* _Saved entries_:
○ ○ ○ ○ ○
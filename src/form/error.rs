use std::fmt;

/// Why a single form field was rejected.
#[derive(Debug, Clone, Copy, PartialEq, Eq)]
pub enum FieldProblem {
    /// The field was not submitted at all.
    Missing,
    /// The field was submitted but holds only whitespace.
    Blank,
    /// The field should hold a finite decimal number.
    NotANumber,
    /// The field should hold a whole number.
    NotAnInteger,
    /// The field should hold one of a fixed set of options.
    UnknownOption,
}

impl fmt::Display for FieldProblem {
    fn fmt(&self, f: &mut fmt::Formatter<'_>) -> fmt::Result {
        match self {
            FieldProblem::Missing => write!(f, "is required"),
            FieldProblem::Blank => write!(f, "must not be blank"),
            FieldProblem::NotANumber => write!(f, "must be a number"),
            FieldProblem::NotAnInteger => write!(f, "must be a whole number"),
            FieldProblem::UnknownOption => write!(f, "is not one of the allowed options"),
        }
    }
}

/// A form failed required-field or numeric validation.
///
/// Raised while parsing, before any store is touched.
#[derive(Debug, Clone, PartialEq, Eq)]
pub struct ValidationError {
    pub field: &'static str,
    pub problem: FieldProblem,
    pub value: Option<String>,
}

impl ValidationError {
    pub fn new(field: &'static str, problem: FieldProblem) -> Self {
        Self {
            field,
            problem,
            value: None,
        }
    }

    pub fn with_value(field: &'static str, problem: FieldProblem, value: &str) -> Self {
        Self {
            field,
            problem,
            value: Some(value.to_string()),
        }
    }
}

impl fmt::Display for ValidationError {
    fn fmt(&self, f: &mut fmt::Formatter<'_>) -> fmt::Result {
        match &self.value {
            Some(value) => write!(f, "field '{}' {} (got {:?})", self.field, self.problem, value),
            None => write!(f, "field '{}' {}", self.field, self.problem),
        }
    }
}

impl std::error::Error for ValidationError {}
//! CSV export of the current product list.

use serde::{Deserialize, Serialize};

use crate::product::ProductRecord;

/// Header line of every export.
pub const CSV_HEADER: &str = "Product,SKU,Category,Stock,Price";

/// Default file name handed to the save mechanism.
pub const DEFAULT_EXPORT_FILENAME: &str = "products.csv";

const FIELD_DELIMITER: char = ',';
const RECORD_DELIMITER: &str = "\n";
const TEXT_QUALIFIER: char = '"';

/// How field values are written.
#[derive(Debug, Clone, Copy, PartialEq, Eq, Default, Serialize, Deserialize)]
#[serde(rename_all = "snake_case")]
pub enum ExportQuoting {
    /// Raw values, no escaping. A comma inside a value shifts the columns of
    /// that line; kept as the default because consumers of earlier exports
    /// rely on this exact byte layout.
    #[default]
    None,
    /// Every field wrapped in double quotes, embedded quotes doubled. The
    /// header is written unquoted.
    Quoted,
}

/// A finished export: file name plus text body, ready for a one-shot save.
#[derive(Debug, Clone, PartialEq, Eq)]
pub struct CsvExport {
    pub filename: String,
    pub body: String,
}

impl CsvExport {
    pub fn line_count(&self) -> usize {
        self.body.lines().count()
    }

    pub fn into_bytes(self) -> Vec<u8> {
        self.body.into_bytes()
    }
}

/// Serialize `records` in the given order: header, then one line per record
/// as `name,sku,category,stock,price`, joined by `\n` with no trailing
/// newline.
pub fn export_csv<'a, I>(records: I, quoting: ExportQuoting) -> String
where
    I: IntoIterator<Item = &'a ProductRecord>,
{
    let mut lines = vec![CSV_HEADER.to_string()];
    lines.extend(records.into_iter().map(|r| record_line(r, quoting)));
    lines.join(RECORD_DELIMITER)
}

fn record_line(record: &ProductRecord, quoting: ExportQuoting) -> String {
    let stock = record.stock.to_string();
    let price = record.price.to_string();
    [
        record.name.as_str(),
        record.sku.as_str(),
        record.category.as_str(),
        stock.as_str(),
        price.as_str(),
    ]
    .iter()
    .map(|value| qualify(value, quoting))
    .collect::<Vec<_>>()
    .join(&FIELD_DELIMITER.to_string())
}

fn qualify(value: &str, quoting: ExportQuoting) -> String {
    match quoting {
        ExportQuoting::None => value.to_string(),
        ExportQuoting::Quoted => {
            let q = TEXT_QUALIFIER;
            let escaped = value.replace(q, &format!("{}{}", q, q));
            format!("{}{}{}", q, escaped, q)
        }
    }
}
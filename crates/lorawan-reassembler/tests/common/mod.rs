// SPDX-License-Identifier: Apache-2.0 OR MIT
// Copyright (c) 2025-2026 naskel.com

//! Shared helpers for integration tests.

#![allow(dead_code)]

use async_trait::async_trait;
use lorawan_reassembler::{DecodeError, DecodedResult, DecoderGateway, Sink, SinkError};
use parking_lot::Mutex;
use std::path::PathBuf;

/// Full 75-byte payload of the two-fragment test vector.
pub const DATAFORMAT2_HEX: &str = "152f000408630b3e81000c000000060000180000000400010000\
d0001c0003c000d0001b00038000d0001a8003600142002880051800cd0019c0033c00cd0019b0033800\
cd0019a8033600";

pub const TTN_DEV_EUI: &str = "4200000000000000";
pub const LORIOT_DEV_EUI: &str = "BCAF9100004DA780";

pub fn fixture_path(name: &str) -> PathBuf {
    PathBuf::from(env!("CARGO_MANIFEST_DIR"))
        .join("tests")
        .join("fixtures")
        .join(name)
}

pub fn fixture(name: &str) -> Vec<u8> {
    std::fs::read(fixture_path(name)).expect("read fixture")
}

pub fn decoded_fixture() -> DecodedResult {
    serde_json::from_slice(&fixture("dataformat2_decoded.json")).expect("decoded fixture")
}

/// In-process decoder knowing a single payload.
pub struct FixtureDecoder {
    known: Vec<u8>,
    result: DecodedResult,
    pub calls: Mutex<Vec<(Vec<u8>, u8)>>,
}

impl FixtureDecoder {
    pub fn dataformat2() -> Self {
        Self {
            known: hex::decode(DATAFORMAT2_HEX).expect("hex"),
            result: decoded_fixture(),
            calls: Mutex::new(Vec::new()),
        }
    }
}

#[async_trait]
impl DecoderGateway for FixtureDecoder {
    async fn decode(&self, payload: &[u8], f_port: u8) -> Result<DecodedResult, DecodeError> {
        self.calls.lock().push((payload.to_vec(), f_port));
        if payload == self.known.as_slice() {
            Ok(self.result.clone())
        } else {
            Err(DecodeError::Decoder(format!(
                "unknown payload {}",
                hex::encode(payload)
            )))
        }
    }
}

/// Sink recording everything it receives.
#[derive(Default)]
pub struct CaptureSink {
    pub sent: Mutex<Vec<(String, DecodedResult)>>,
}

#[async_trait]
impl Sink for CaptureSink {
    fn name(&self) -> &str {
        "capture"
    }

    async fn send(&self, dev_eui: &str, result: &DecodedResult) -> Result<(), SinkError> {
        self.sent.lock().push((dev_eui.to_string(), result.clone()));
        Ok(())
    }
}
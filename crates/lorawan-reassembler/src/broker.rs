// SPDX-License-Identifier: Apache-2.0 OR MIT
// Copyright (c) 2025-2026 naskel.com

//! Self-hosted MQTT broker subprocess (`mosquitto -c <config>`).

use crate::config::LocalBrokerConfig;
use std::process::Stdio;
use std::time::Duration;
use thiserror::Error;
use tokio::io::{AsyncBufReadExt, AsyncReadExt, BufReader};
use tokio::process::{Child, Command};
use tracing::{debug, info, warn};

/// Time the broker gets to fail before it is considered started.
const STARTUP_GRACE: Duration = Duration::from_secs(1);

/// Broker subprocess errors.
#[derive(Debug, Error)]
pub enum BrokerError {
    #[error("failed to start '{program}': {source}")]
    Spawn {
        program: String,
        #[source]
        source: std::io::Error,
    },

    #[error("broker exited during startup ({status}): {stderr}")]
    Exited { status: String, stderr: String },

    #[error("broker I/O error: {0}")]
    Io(#[from] std::io::Error),
}

/// Running broker, killed by [`stop`](LocalBroker::stop) or on drop.
#[derive(Debug)]
pub struct LocalBroker {
    child: Child,
}

impl LocalBroker {
    /// Start the configured broker and check it survives startup.
    pub async fn start(config: &LocalBrokerConfig) -> Result<Self, BrokerError> {
        let config_path = config.config.to_string_lossy().into_owned();
        Self::spawn(&config.command, &["-c", &config_path], STARTUP_GRACE).await
    }

    async fn spawn(program: &str, args: &[&str], grace: Duration) -> Result<Self, BrokerError> {
        let mut child = Command::new(program)
            .args(args)
            .stdin(Stdio::null())
            .stdout(Stdio::null())
            .stderr(Stdio::piped())
            .kill_on_drop(true)
            .spawn()
            .map_err(|source| BrokerError::Spawn {
                program: program.to_string(),
                source,
            })?;

        tokio::time::sleep(grace).await;

        if let Some(status) = child.try_wait()? {
            let mut stderr = String::new();
            if let Some(mut pipe) = child.stderr.take() {
                pipe.read_to_string(&mut stderr).await?;
            }
            return Err(BrokerError::Exited {
                status: status.to_string(),
                stderr: stderr.trim().to_string(),
            });
        }

        // Keep the pipe drained so the broker never blocks on stderr.
        if let Some(pipe) = child.stderr.take() {
            tokio::spawn(async move {
                let mut lines = BufReader::new(pipe).lines();
                while let Ok(Some(line)) = lines.next_line().await {
                    debug!(target: "mosquitto", "{}", line);
                }
            });
        }

        info!("Self-hosted MQTT broker started (pid {:?})", child.id());
        Ok(Self { child })
    }

    /// OS process id, if still running.
    pub fn id(&self) -> Option<u32> {
        self.child.id()
    }

    /// Kill the broker and reap it.
    pub async fn stop(mut self) {
        match self.child.kill().await {
            Ok(()) => info!("Self-hosted MQTT broker stopped"),
            Err(e) => warn!("Failed to stop self-hosted MQTT broker: {}", e),
        }
    }
}

#[cfg(all(test, unix))]
mod tests {
    use super::*;

    #[tokio::test]
    async fn test_broker_exiting_at_startup() {
        let err = LocalBroker::spawn(
            "sh",
            &["-c", "echo 'Error: Unable to open config file' >&2; exit 1"],
            Duration::from_millis(200),
        )
        .await
        .unwrap_err();

        match err {
            BrokerError::Exited { stderr, .. } => {
                assert_eq!(stderr, "Error: Unable to open config file")
            }
            other => panic!("unexpected error: {other}"),
        }
    }

    #[tokio::test]
    async fn test_broker_missing_program() {
        let err = LocalBroker::spawn("/nonexistent/mosquitto", &[], Duration::ZERO)
            .await
            .unwrap_err();
        assert!(matches!(err, BrokerError::Spawn { .. }));
    }

    #[tokio::test]
    async fn test_broker_start_and_stop() {
        let broker = LocalBroker::spawn("sleep", &["30"], Duration::from_millis(50))
            .await
            .expect("broker");
        assert!(broker.id().is_some());

        tokio::time::timeout(Duration::from_secs(2), broker.stop())
            .await
            .expect("stop timed out");
    }
}
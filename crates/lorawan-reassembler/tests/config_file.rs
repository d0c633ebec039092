// SPDX-License-Identifier: Apache-2.0 OR MIT
// Copyright (c) 2025-2026 naskel.com

//! Configuration files on disk and the `validate` / `gen-config` commands.

use lorawan_reassembler::config::EXAMPLE_CONFIG;
use lorawan_reassembler::{Config, ConfigError, Dialect};
use std::io::Write;
use std::process::Command;
use tempfile::NamedTempFile;

const BIN: &str = env!("CARGO_BIN_EXE_lorawan-reassembler");

fn write_config(content: &str) -> NamedTempFile {
    let mut file = NamedTempFile::new().expect("tempfile");
    file.write_all(content.as_bytes()).expect("write");
    file.flush().expect("flush");
    file
}

#[test]
fn test_example_config_loads() {
    let file = write_config(EXAMPLE_CONFIG);
    let config = Config::from_file(file.path()).expect("example config");

    assert!(config.input.mqtt.enable);
    assert_eq!(config.frame.lns, Dialect::Ttn);
    assert_eq!(config.frame.max_chunks, 15);
    assert_eq!(config.frame.max_age().as_secs(), 48 * 3600);
}

#[test]
fn test_missing_file() {
    let dir = tempfile::tempdir().expect("tempdir");
    let err = Config::from_file(dir.path().join("absent.yaml")).unwrap_err();
    assert!(matches!(err, ConfigError::Io(_)));
}

#[test]
fn test_malformed_yaml() {
    let file = write_config("input: [unterminated");
    let err = Config::from_file(file.path()).unwrap_err();
    assert!(matches!(err, ConfigError::Yaml(_)));
}

#[test]
fn test_no_input_enabled() {
    let file = write_config(
        r#"
input:
  mqtt:
    enable: false
frame:
  max_chunks: 15
  timeout: 48
  lns: loriot
"#,
    );
    let err = Config::from_file(file.path()).unwrap_err();
    assert!(matches!(err, ConfigError::Invalid(_)));
}

#[test]
fn test_cli_validate() {
    let file = write_config(EXAMPLE_CONFIG);
    let out = Command::new(BIN)
        .arg("validate")
        .arg("--config")
        .arg(file.path())
        .output()
        .expect("run validate");

    assert!(out.status.success());
    let stdout = String::from_utf8_lossy(&out.stdout);
    assert!(stdout.contains("Configuration valid!"));
    assert!(stdout.contains("ttn"));
}

#[test]
fn test_cli_validate_rejects_bad_file() {
    let file = write_config("frame:\n  max_chunks: 0\n  timeout: 48\n  lns: ttn\n");
    let out = Command::new(BIN)
        .args(["validate", "--config"])
        .arg(file.path())
        .output()
        .expect("run validate");

    assert_eq!(out.status.code(), Some(1));
    assert!(String::from_utf8_lossy(&out.stderr).contains("Configuration invalid"));
}

#[test]
fn test_cli_gen_config() {
    let dir = tempfile::tempdir().expect("tempdir");
    let path = dir.path().join("generated.yaml");

    let out = Command::new(BIN)
        .args(["gen-config", "--output"])
        .arg(&path)
        .output()
        .expect("run gen-config");
    assert!(out.status.success());
    assert_eq!(std::fs::read_to_string(&path).expect("read"), EXAMPLE_CONFIG);

    // Refuses to overwrite without --force
    let out = Command::new(BIN)
        .args(["gen-config", "--output"])
        .arg(&path)
        .output()
        .expect("run gen-config");
    assert!(!out.status.success());

    let out = Command::new(BIN)
        .args(["gen-config", "--force", "--output"])
        .arg(&path)
        .output()
        .expect("run gen-config");
    assert!(out.status.success());
}
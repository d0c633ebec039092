// SPDX-License-Identifier: Apache-2.0 OR MIT
// Copyright (c) 2025-2026 naskel.com

//! LoRaWAN Fragment Reassembler CLI
//!
//! # Usage
//!
//! ```bash
//! # Run with config.yaml (config_dev.yaml when ENV=dev)
//! lorawan-reassembler
//!
//! # Explicit configuration file and log level
//! lorawan-reassembler --config /etc/reassembler.yaml --log-level debug
//!
//! # Generate / validate a configuration file
//! lorawan-reassembler gen-config --output config.yaml
//! lorawan-reassembler validate --config config.yaml
//! ```

use anyhow::{bail, Context};
use clap::{Parser, Subcommand};
use lorawan_reassembler::config::{LogLevel, EXAMPLE_CONFIG};
use lorawan_reassembler::{Config, Service};
use std::path::{Path, PathBuf};
use std::process::ExitCode;
use tracing::{error, info};
use tracing_subscriber::EnvFilter;

/// LoRaWAN Fragment Reassembler
#[derive(Parser, Debug)]
#[command(name = "lorawan-reassembler")]
#[command(about = "Reassembles fragmented LoRaWAN uplinks and forwards the decoded frames")]
#[command(version)]
struct Args {
    /// Configuration file path (default: config.yaml, config_dev.yaml when ENV=dev)
    #[arg(short, long, global = true)]
    config: Option<PathBuf>,

    /// Log filter (trace, debug, info, warn, error or a RUST_LOG directive);
    /// overrides RUST_LOG and the configuration file
    #[arg(long)]
    log_level: Option<String>,

    #[command(subcommand)]
    command: Option<Commands>,
}

#[derive(Subcommand, Debug)]
enum Commands {
    /// Run the service (default)
    Run,

    /// Validate a configuration file
    Validate,

    /// Generate example configuration file
    GenConfig {
        /// Output file path
        #[arg(short, long, default_value = "config.yaml")]
        output: PathBuf,

        /// Overwrite an existing file
        #[arg(long)]
        force: bool,
    },
}

#[tokio::main]
async fn main() -> ExitCode {
    let args = Args::parse();
    let config_path = args.config.clone().unwrap_or_else(Config::default_path);

    let result = match args.command.unwrap_or(Commands::Run) {
        Commands::Run => run(&config_path, args.log_level.as_deref()).await,
        Commands::Validate => cmd_validate(&config_path),
        Commands::GenConfig { output, force } => cmd_gen_config(&output, force),
    };

    match result {
        Ok(()) => ExitCode::SUCCESS,
        Err(e) => {
            if tracing::dispatcher::has_been_set() {
                error!("{:#}", e);
            } else {
                eprintln!("Error: {:#}", e);
            }
            ExitCode::FAILURE
        }
    }
}

async fn run(config_path: &Path, log_level: Option<&str>) -> anyhow::Result<()> {
    let loaded = Config::from_file(config_path);

    init_tracing(
        log_level,
        loaded.as_ref().map(|c| c.log.level).unwrap_or_default(),
    );

    let config = loaded.with_context(|| format!("Failed to load {}", config_path.display()))?;

    info!("LoRaWAN Fragment Reassembler v{}", env!("CARGO_PKG_VERSION"));
    info!("Configuration: {}", config_path.display());

    let handle = Service::new(config).start().await?;
    info!("Application started and waiting for input...");

    shutdown_signal().await;
    handle.shutdown().await;

    Ok(())
}

/// Precedence: `--log-level`, then `RUST_LOG`, then the config file.
fn init_tracing(cli: Option<&str>, configured: LogLevel) {
    let filter = match cli {
        Some(level) => EnvFilter::try_new(level).unwrap_or_else(|_| EnvFilter::new("info")),
        None => EnvFilter::try_from_default_env()
            .unwrap_or_else(|_| EnvFilter::new(configured.directive())),
    };

    tracing_subscriber::fmt()
        .with_env_filter(filter)
        .with_target(false)
        .init();
}

async fn shutdown_signal() {
    let ctrl_c = async {
        if tokio::signal::ctrl_c().await.is_err() {
            std::future::pending::<()>().await;
        }
    };

    #[cfg(unix)]
    let terminate = async {
        use tokio::signal::unix::{signal, SignalKind};
        match signal(SignalKind::terminate()) {
            Ok(mut sigterm) => {
                sigterm.recv().await;
            }
            Err(_) => std::future::pending::<()>().await,
        }
    };

    #[cfg(not(unix))]
    let terminate = std::future::pending::<()>();

    tokio::select! {
        _ = ctrl_c => {}
        _ = terminate => {}
    }
}

fn cmd_validate(config_path: &Path) -> anyhow::Result<()> {
    let config = Config::from_file(config_path)
        .with_context(|| format!("Configuration invalid: {}", config_path.display()))?;

    let enabled = |on: bool| if on { "enabled" } else { "disabled" };

    println!("Configuration valid!");
    println!();
    println!("LNS:          {}", config.frame.lns);
    println!(
        "Frames:       max {} chunks, {}h timeout",
        config.frame.max_chunks, config.frame.timeout
    );
    println!(
        "MQTT input:   {} ({}:{} '{}')",
        enabled(config.input.mqtt.enable),
        config.input.mqtt.host,
        config.input.mqtt.port,
        config.input.mqtt.topic
    );
    println!(
        "HTTP input:   {} ({}:{})",
        enabled(config.input.http.enable),
        config.input.http.host,
        config.input.http.port
    );
    println!(
        "MQTT output:  {} ({}:{} '{}/<DevEUI>')",
        enabled(config.output.mqtt.enable),
        config.output.mqtt.host,
        config.output.mqtt.port,
        config.output.mqtt.topic
    );
    println!(
        "HTTP output:  {} ({})",
        enabled(config.output.http.enable),
        config.output.http.url.as_deref().unwrap_or("-")
    );
    println!("Local broker: {}", enabled(config.local_broker.enable));
    println!("Decoder:      {}", config.decoder.command.join(" "));

    Ok(())
}

fn cmd_gen_config(output: &Path, force: bool) -> anyhow::Result<()> {
    if output.exists() && !force {
        bail!("{} already exists (use --force to overwrite)", output.display());
    }

    std::fs::write(output, EXAMPLE_CONFIG)
        .with_context(|| format!("Failed to write {}", output.display()))?;
    println!("Generated configuration file: {}", output.display());
    Ok(())
}
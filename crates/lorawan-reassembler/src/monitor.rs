// SPDX-License-Identifier: Apache-2.0 OR MIT
// Copyright (c) 2025-2026 naskel.com

//! HTML view of the pending fragment sets.

use crate::frame::Frame;
use std::collections::BTreeMap;
use std::fmt::Write as _;

const TIME_FORMAT: &str = "%Y-%m-%d %H:%M:%S";

const HEAD: &str = r#"<!DOCTYPE html>
<html lang="en">
<head>
<meta charset="utf-8">
<meta http-equiv="refresh" content="10">
<title>Fragment buffer</title>
<style>
body { font-family: sans-serif; margin: 2em; }
table { border-collapse: collapse; width: 100%; }
th, td { border: 1px solid #ccc; padding: 4px 8px; text-align: left; }
th { background: #eee; }
td.hex { font-family: monospace; word-break: break-all; }
</style>
</head>
<body>
<h1>Fragment buffer</h1>
"#;

/// Render every pending set as an HTML table.
pub fn render(pending: &BTreeMap<String, Vec<Frame>>) -> String {
    let mut html = String::from(HEAD);

    if pending.is_empty() {
        html.push_str("<p>No pending fragments.</p>\n</body>\n</html>\n");
        return html;
    }

    let fragments: usize = pending.values().map(Vec::len).sum();
    // Writing into a String cannot fail.
    let _ = writeln!(
        html,
        "<p>{} device(s), {} fragment(s)</p>",
        pending.len(),
        fragments
    );
    html.push_str(
        "<table>\n<tr><th>DevEUI</th><th>#</th><th>FPort</th>\
         <th>Received</th><th>Payload</th></tr>\n",
    );

    for (dev_eui, frames) in pending {
        let dev_eui = escape(dev_eui);
        for (index, frame) in frames.iter().enumerate() {
            let _ = writeln!(
                html,
                "<tr><td>{}</td><td>{}</td><td>{}</td><td>{}</td><td class=\"hex\">{}</td></tr>",
                dev_eui,
                index + 1,
                frame.f_port,
                frame.received_at.format(TIME_FORMAT),
                frame.payload_hex()
            );
        }
    }

    html.push_str("</table>\n</body>\n</html>\n");
    html
}

fn escape(text: &str) -> String {
    let mut out = String::with_capacity(text.len());
    for c in text.chars() {
        match c {
            '<' => out.push_str("&lt;"),
            '>' => out.push_str("&gt;"),
            '&' => out.push_str("&amp;"),
            '"' => out.push_str("&quot;"),
            '\'' => out.push_str("&#39;"),
            c => out.push(c),
        }
    }
    out
}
○ ○ ○ ○ ○
* _Exercise directions_:
What the answer needs is every line from the data above with "configured" in it.

* _Result_:
    /// Start the configured broker and check it survives startup.
fn init_tracing(cli: Option<&str>, configured: LogLevel) {
            .unwrap_or_else(|_| EnvFilter::new(configured.directive())),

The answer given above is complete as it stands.